Nathaniel replied teasingly that he thought the real thing much more endearing, unless, of course, his future bride might want to keep his image in charcoal for the times when they were not together. “I would not want her to go into a decline if she does not have my handsome face before her every day.”
“Are you going to marry that lady you were with at the assembly dance?” asked Sarah, sounding slightly scandalized by the idea. “The one with all the rouge?”
“Good Lord, no.” She’d almost taken his breath away with that question. “Mrs. Sayles is just an acquaintance.”
A strange look passed between his sister and her stepdaughter.
“An acquaintance ,” he repeated. “A traveling companion. I am charged with delivering her to relatives in Bath.”

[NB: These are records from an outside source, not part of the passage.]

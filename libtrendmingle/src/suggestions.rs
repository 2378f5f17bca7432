//! AI-style suggestion slots
//!
//! Each category has exactly one active slot. Regenerating a slot draws a
//! replacement uniformly from that category's fixed pool; repeats of the
//! current content are allowed.

use rand::rngs::StdRng;
use rand::seq::SliceRandom;
use rand::{Rng, RngCore, SeedableRng};
use serde::{Deserialize, Serialize};
use std::collections::BTreeMap;
use std::fmt;
use std::str::FromStr;

use crate::error::{ConfigError, MingleError, Result};

/// Random source that can live behind a shared service.
pub type BoxedRng = Box<dyn RngCore + Send>;

#[derive(Debug, Clone, Copy, PartialEq, Eq, Hash, PartialOrd, Ord, Serialize, Deserialize)]
#[serde(rename_all = "lowercase")]
pub enum SuggestionCategory {
    Hashtags,
    Caption,
    Idea,
}

impl SuggestionCategory {
    pub const ALL: [SuggestionCategory; 3] = [
        SuggestionCategory::Hashtags,
        SuggestionCategory::Caption,
        SuggestionCategory::Idea,
    ];

    pub fn as_str(self) -> &'static str {
        match self {
            SuggestionCategory::Hashtags => "hashtags",
            SuggestionCategory::Caption => "caption",
            SuggestionCategory::Idea => "idea",
        }
    }

    /// Tab title in the suggestions widget.
    pub fn title(self) -> &'static str {
        match self {
            SuggestionCategory::Hashtags => "Trending Hashtags",
            SuggestionCategory::Caption => "Caption Suggestion",
            SuggestionCategory::Idea => "Content Idea",
        }
    }

    fn index(self) -> usize {
        match self {
            SuggestionCategory::Hashtags => 0,
            SuggestionCategory::Caption => 1,
            SuggestionCategory::Idea => 2,
        }
    }
}

impl fmt::Display for SuggestionCategory {
    fn fmt(&self, f: &mut fmt::Formatter<'_>) -> fmt::Result {
        f.write_str(self.as_str())
    }
}

impl FromStr for SuggestionCategory {
    type Err = MingleError;

    fn from_str(s: &str) -> Result<Self> {
        match s.trim().to_lowercase().as_str() {
            "hashtags" => Ok(SuggestionCategory::Hashtags),
            "caption" => Ok(SuggestionCategory::Caption),
            "idea" => Ok(SuggestionCategory::Idea),
            other => Err(MingleError::Validation(format!(
                "Unknown suggestion category '{}'. Valid options: hashtags, caption, idea",
                other
            ))),
        }
    }
}

#[derive(Debug, Clone, PartialEq, Eq, Serialize, Deserialize)]
pub struct SuggestionSlot {
    pub category: SuggestionCategory,
    pub content: String,
}

/// Seed values and replacement pools, immutable once built.
#[derive(Debug, Clone, PartialEq, Eq)]
pub struct SuggestionLibrary {
    seeds: [String; 3],
    pools: [Vec<String>; 3],
}

impl SuggestionLibrary {
    /// Build a library, filling any category left out with the built-in one.
    ///
    /// # Errors
    ///
    /// Returns `ConfigError::EmptyPool` if a supplied pool has no entries.
    pub fn new(
        mut seeds: BTreeMap<SuggestionCategory, String>,
        mut pools: BTreeMap<SuggestionCategory, Vec<String>>,
    ) -> Result<Self> {
        let mut library = Self::builtin();
        for category in SuggestionCategory::ALL {
            if let Some(seed) = seeds.remove(&category) {
                library.seeds[category.index()] = seed;
            }
            if let Some(pool) = pools.remove(&category) {
                if pool.is_empty() {
                    return Err(ConfigError::EmptyPool(category).into());
                }
                library.pools[category.index()] = pool;
            }
        }
        Ok(library)
    }

    pub fn builtin() -> Self {
        let owned = |items: &[&str]| items.iter().map(|s| s.to_string()).collect::<Vec<_>>();
        Self {
            seeds: [
                "#WorkFromAnywhere #DigitalNomad #RemoteWork #TravelTuesday #WorkLifeBalance".to_string(),
                "Embracing the nomad lifestyle! Working with this view makes Monday feel like a vacation. What's your ideal workspace? 💻🌴 #WorkFromAnywhere".to_string(),
                "Create a short tutorial showing your 3-step workflow optimization process that saves you 5 hours each week.".to_string(),
            ],
            pools: [
                owned(&[
                    "#DigitalMarketing #SocialMediaTips #ContentCreator #GrowthHacking",
                    "#PersonalBranding #BusinessTips #MarketingStrategy #Entrepreneur",
                    "#AI #ClimateAction #MentalHealthAwareness #SummerVibes",
                    "#WorkFromAnywhere #DigitalNomad #RemoteWork #WorkLifeBalance",
                ]),
                owned(&[
                    "Just wrapped up our quarterly strategy meeting! 📊 Big things are coming next month. Stay tuned!",
                    "Behind every great launch is a team that refuses to settle. Meet the people who made it happen. 🚀",
                    "Three habits that changed how we work remotely. Which one would you try first? 👇",
                ]),
                owned(&[
                    "Share a behind-the-scenes clip of how your team plans a week of content.",
                    "Post a customer success story as a short carousel with one stat per slide.",
                    "Run a poll asking followers which productivity tool they can't live without.",
                ]),
            ],
        }
    }

    pub fn seed(&self, category: SuggestionCategory) -> &str {
        &self.seeds[category.index()]
    }

    pub fn pool(&self, category: SuggestionCategory) -> &[String] {
        &self.pools[category.index()]
    }
}

impl Default for SuggestionLibrary {
    fn default() -> Self {
        Self::builtin()
    }
}

/// Uniform draw from `pool`; `None` only when the pool is empty.
pub fn pick<'a, T, R>(pool: &'a [T], rng: &mut R) -> Option<&'a T>
where
    R: Rng + ?Sized,
{
    pool.choose(rng)
}

/// Owns the active slot of every category.
pub struct Regenerator<R = BoxedRng> {
    library: SuggestionLibrary,
    slots: [SuggestionSlot; 3],
    rng: R,
}

impl Regenerator<BoxedRng> {
    /// Regenerator backed by an entropy-seeded generator.
    pub fn new(library: SuggestionLibrary) -> Self {
        Self::with_rng(library, Box::new(StdRng::from_entropy()))
    }
}

impl<R: RngCore> Regenerator<R> {
    pub fn with_rng(library: SuggestionLibrary, rng: R) -> Self {
        let slots = SuggestionCategory::ALL.map(|category| SuggestionSlot {
            category,
            content: library.seed(category).to_string(),
        });
        Self {
            library,
            slots,
            rng,
        }
    }

    pub fn slot(&self, category: SuggestionCategory) -> &SuggestionSlot {
        &self.slots[category.index()]
    }

    pub fn slots(&self) -> &[SuggestionSlot] {
        &self.slots
    }

    pub fn library(&self) -> &SuggestionLibrary {
        &self.library
    }

    /// Replace the slot's content with a fresh draw from its pool.
    pub fn regenerate(&mut self, category: SuggestionCategory) -> Result<SuggestionSlot> {
        let content = pick(self.library.pool(category), &mut self.rng)
            .ok_or(ConfigError::EmptyPool(category))?
            .clone();
        let slot = &mut self.slots[category.index()];
        slot.content = content;
        Ok(slot.clone())
    }
}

“Well, I must say that’s a relief,” Rebecca muttered.
While Sarah took her drawings back to her room, Nathaniel whispered, “I told you, sister dearest, my bride must be between fifteen and twenty-five, sweet-natured and adoring, full of maidenly innocence. That hardly describes Mrs. Sayles, I fear.”
“Maidenly innocence?” his sister scoffed as she fought to regain one of her bronze locks from her son’s tightly determined fist. “How typical that you would expect virtue and considerable naiveté from your bride, while you, for years, have been free to gain experience of that nature wherever and whenever you desire it.”
With an amiable shrug, he replied, “A man should always seek knowledge and gain a familiarity with certain practices in order to guide his new bride.”